INFORMATION GIVEN:
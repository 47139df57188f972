// ███████╗██████╗ ███████╗██╗ ██████╗ ██╗  ██╗████████╗
// ██╔════╝██╔══██╗██╔════╝██║██╔════╝ ██║  ██║╚══██╔══╝
// █████╗  ██████╔╝█████╗  ██║██║  ███╗███████║   ██║
// ██╔══╝  ██╔══██╗██╔══╝  ██║██║   ██║██╔══██║   ██║
// ██║     ██║  ██║███████╗██║╚██████╔╝██║  ██║   ██║
// ╚═╝     ╚═╝  ╚═╝╚══════╝╚═╝ ╚═════╝ ╚═╝  ╚═╝   ╚═╝
//
// ███╗   ███╗ █████╗ ████████╗ ██████╗██╗  ██╗
// ████╗ ████║██╔══██╗╚══██╔══╝██╔════╝██║  ██║
// ██╔████╔██║███████║   ██║   ██║     ███████║
// ██║╚██╔╝██║██╔══██║   ██║   ██║     ██╔══██║
// ██║ ╚═╝ ██║██║  ██║   ██║   ╚██████╗██║  ██║
// ╚═╝     ╚═╝╚═╝  ╚═╝   ╚═╝    ╚═════╝╚═╝  ╚═╝
//
// E N G I N E
//
// The most overkill freight order matcher ever conceived.
// Rust + Tokio + Crossbeam + Rayon + five million rows of government CSV
// All to hand a dashboard ten imaginary truckloads at a time.

mod config;
mod geo;
mod metadata;
mod metrics;
mod models;
mod normalizer;
mod pipeline;
mod server;

use std::sync::Arc;
use anyhow::Context;
use tokio::signal;
use tokio::sync::watch;
use tracing::{info, warn, error};
use tracing_subscriber::{self, EnvFilter, fmt};

use crate::config::EngineConfig;
use crate::metadata::MetadataCatalog;
use crate::metrics::MetricsCollector;
use crate::normalizer::{FlowFilter, FlowTable};
use crate::pipeline::MatchPipeline;

fn print_banner() {
    let banner = r#"

    ╔══════════════════════════════════════════════════════════════════╗
    ║                                                                  ║
    ║      ███████╗██████╗ ███████╗██╗ ██████╗ ██╗  ██╗████████╗       ║
    ║      ██╔════╝██╔══██╗██╔════╝██║██╔════╝ ██║  ██║╚══██╔══╝       ║
    ║      █████╗  ██████╔╝█████╗  ██║██║  ███╗███████║   ██║          ║
    ║      ██╔══╝  ██╔══██╗██╔══╝  ██║██║   ██║██╔══██║   ██║          ║
    ║      ██║     ██║  ██║███████╗██║╚██████╔╝██║  ██║   ██║          ║
    ║      ╚═╝     ╚═╝  ╚═╝╚══════╝╚═╝ ╚═════╝ ╚═╝  ╚═╝   ╚═╝          ║
    ║                                                                  ║
    ║           ███╗   ███╗ █████╗ ████████╗ ██████╗██╗  ██╗           ║
    ║           ████╗ ████║██╔══██╗╚══██╔══╝██╔════╝██║  ██║           ║
    ║           ██╔████╔██║███████║   ██║   ██║     ███████║           ║
    ║           ██║╚██╔╝██║██╔══██║   ██║   ██║     ██╔══██║           ║
    ║           ██║ ╚═╝ ██║██║  ██║   ██║   ╚██████╗██║  ██║           ║
    ║           ╚═╝     ╚═╝╚═╝  ╚═╝   ╚═╝    ╚═════╝╚═╝  ╚═╝           ║
    ║                                                                  ║
    ║             ⚡ COMMODITY FLOW ORDER MATCHING ENGINE ⚡             ║
    ║                                                                  ║
    ║   Dataset:   FAF 5.5.1 commodity flows, four years deep          ║
    ║   Fleet:     Small | Medium | Large (all imaginary)              ║
    ║   Economics: diesel-only cost model, anchored in New York        ║
    ║   Pipeline:  Sample -> Price -> Star -> Filter                   ║
    ║                                                                  ║
    ║      "If the profit isn't positive, the truck isn't real."       ║
    ║                                                                  ║
    ╚══════════════════════════════════════════════════════════════════╝

    "#;
    println!("{}", banner);
}

#[tokio::main(flavor = "multi_thread", worker_threads = 8)]
async fn main() -> anyhow::Result<()> {
    // Initialize tracing
    fmt()
        .with_env_filter(
            EnvFilter::try_from_default_env()
                .unwrap_or_else(|_| EnvFilter::new("info"))
        )
        .with_target(true)
        .with_thread_ids(true)
        .with_thread_names(true)
        .with_file(true)
        .with_line_number(true)
        .with_ansi(true)
        .init();

    print_banner();

    info!("🚛 FREIGHT MATCH ENGINE initializing...");

    // Load configuration
    let config = Arc::new(EngineConfig::from_env());
    info!(
        "✅ Configuration loaded: flow_data={} cost_reference={}",
        config.flow_data_path, config.cost_reference_location
    );

    // Metadata first: three small lookup CSVs that turn opaque zone and
    // commodity codes into names a human can read.
    let catalog = MetadataCatalog::load(&config).context("failed to load metadata catalog")?;
    info!("✅ Metadata catalog online");

    // The big one. Streams the multi-gigabyte flow CSV through a bounded
    // channel in batches, normalizes it, and freezes the result. After
    // this line the table never changes again.
    let filter = FlowFilter {
        mode: config.filter_mode,
        trade_type: config.filter_trade_type,
    };
    let table = Arc::new(
        FlowTable::load(&config.flow_data_path, filter, config.batch_size, &catalog)
            .context("failed to load the flow dataset")?,
    );
    info!("✅ Flow table normalized and frozen: {} lanes", table.len());

    // Metrics collector
    let metrics_collector = Arc::new(MetricsCollector::new());
    info!("✅ Metrics collector initialized");

    // Assemble the pipeline. This validates the cost-reference hub, so a
    // bad FREIGHT_MATCH_COST_REFERENCE dies here, not mid-request.
    let pipeline = Arc::new(
        MatchPipeline::new(
            Arc::clone(&config),
            Arc::clone(&table),
            Arc::clone(&metrics_collector),
        )
        .context("failed to assemble the match pipeline")?,
    );
    info!("✅ Match pipeline assembled");

    // Shutdown signal
    let (shutdown_tx, shutdown_rx) = watch::channel(false);

    // ═══════════════════════════════════════════
    // SPAWN ORDER SERVER
    // ═══════════════════════════════════════════
    let server_pipeline = Arc::clone(&pipeline);
    let server_metrics = Arc::clone(&metrics_collector);
    let server_port = config.server_port;
    let mut server_shutdown = shutdown_rx.clone();
    let server_handle = tokio::spawn(async move {
        info!("📡 Order Server: ONLINE");
        server::run_http_server(
            server_pipeline,
            server_metrics,
            server_port,
            &mut server_shutdown,
        )
        .await;
        info!("📡 Order Server: OFFLINE");
    });

    info!("═══════════════════════════════════════════════════════");
    info!("  🟢 ALL SYSTEMS ONLINE - FREIGHT MATCH ENGINE ACTIVE");
    info!("  📊 {} flow lanes loaded, immutable until restart", table.len());
    info!("  📡 Orders at http://0.0.0.0:{}/api/available-orders", config.server_port);
    info!("  🩺 Health at /health, counters at /metrics");
    info!("  ⚡ Press Ctrl+C for graceful shutdown");
    info!("═══════════════════════════════════════════════════════");

    // Wait for shutdown signal
    match signal::ctrl_c().await {
        Ok(()) => {
            warn!("🛑 Shutdown signal received!");
            let _ = shutdown_tx.send(true);
        }
        Err(err) => {
            error!("❌ Signal listener error: {}", err);
            let _ = shutdown_tx.send(true);
        }
    }

    info!("⏳ Waiting for tasks to complete (timeout: 10s)...");
    let _ = tokio::time::timeout(
        std::time::Duration::from_secs(10),
        async {
            let _ = tokio::join!(server_handle);
        }
    ).await;

    info!("💀 FREIGHT MATCH ENGINE: OFFLINE");
    Ok(())
}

THE PROBLEM: Copy every line that contains "warn" from the listing above.

EXERCISE RESULT:
use tracing::{info, warn, error};
            warn!("🛑 Shutdown signal received!");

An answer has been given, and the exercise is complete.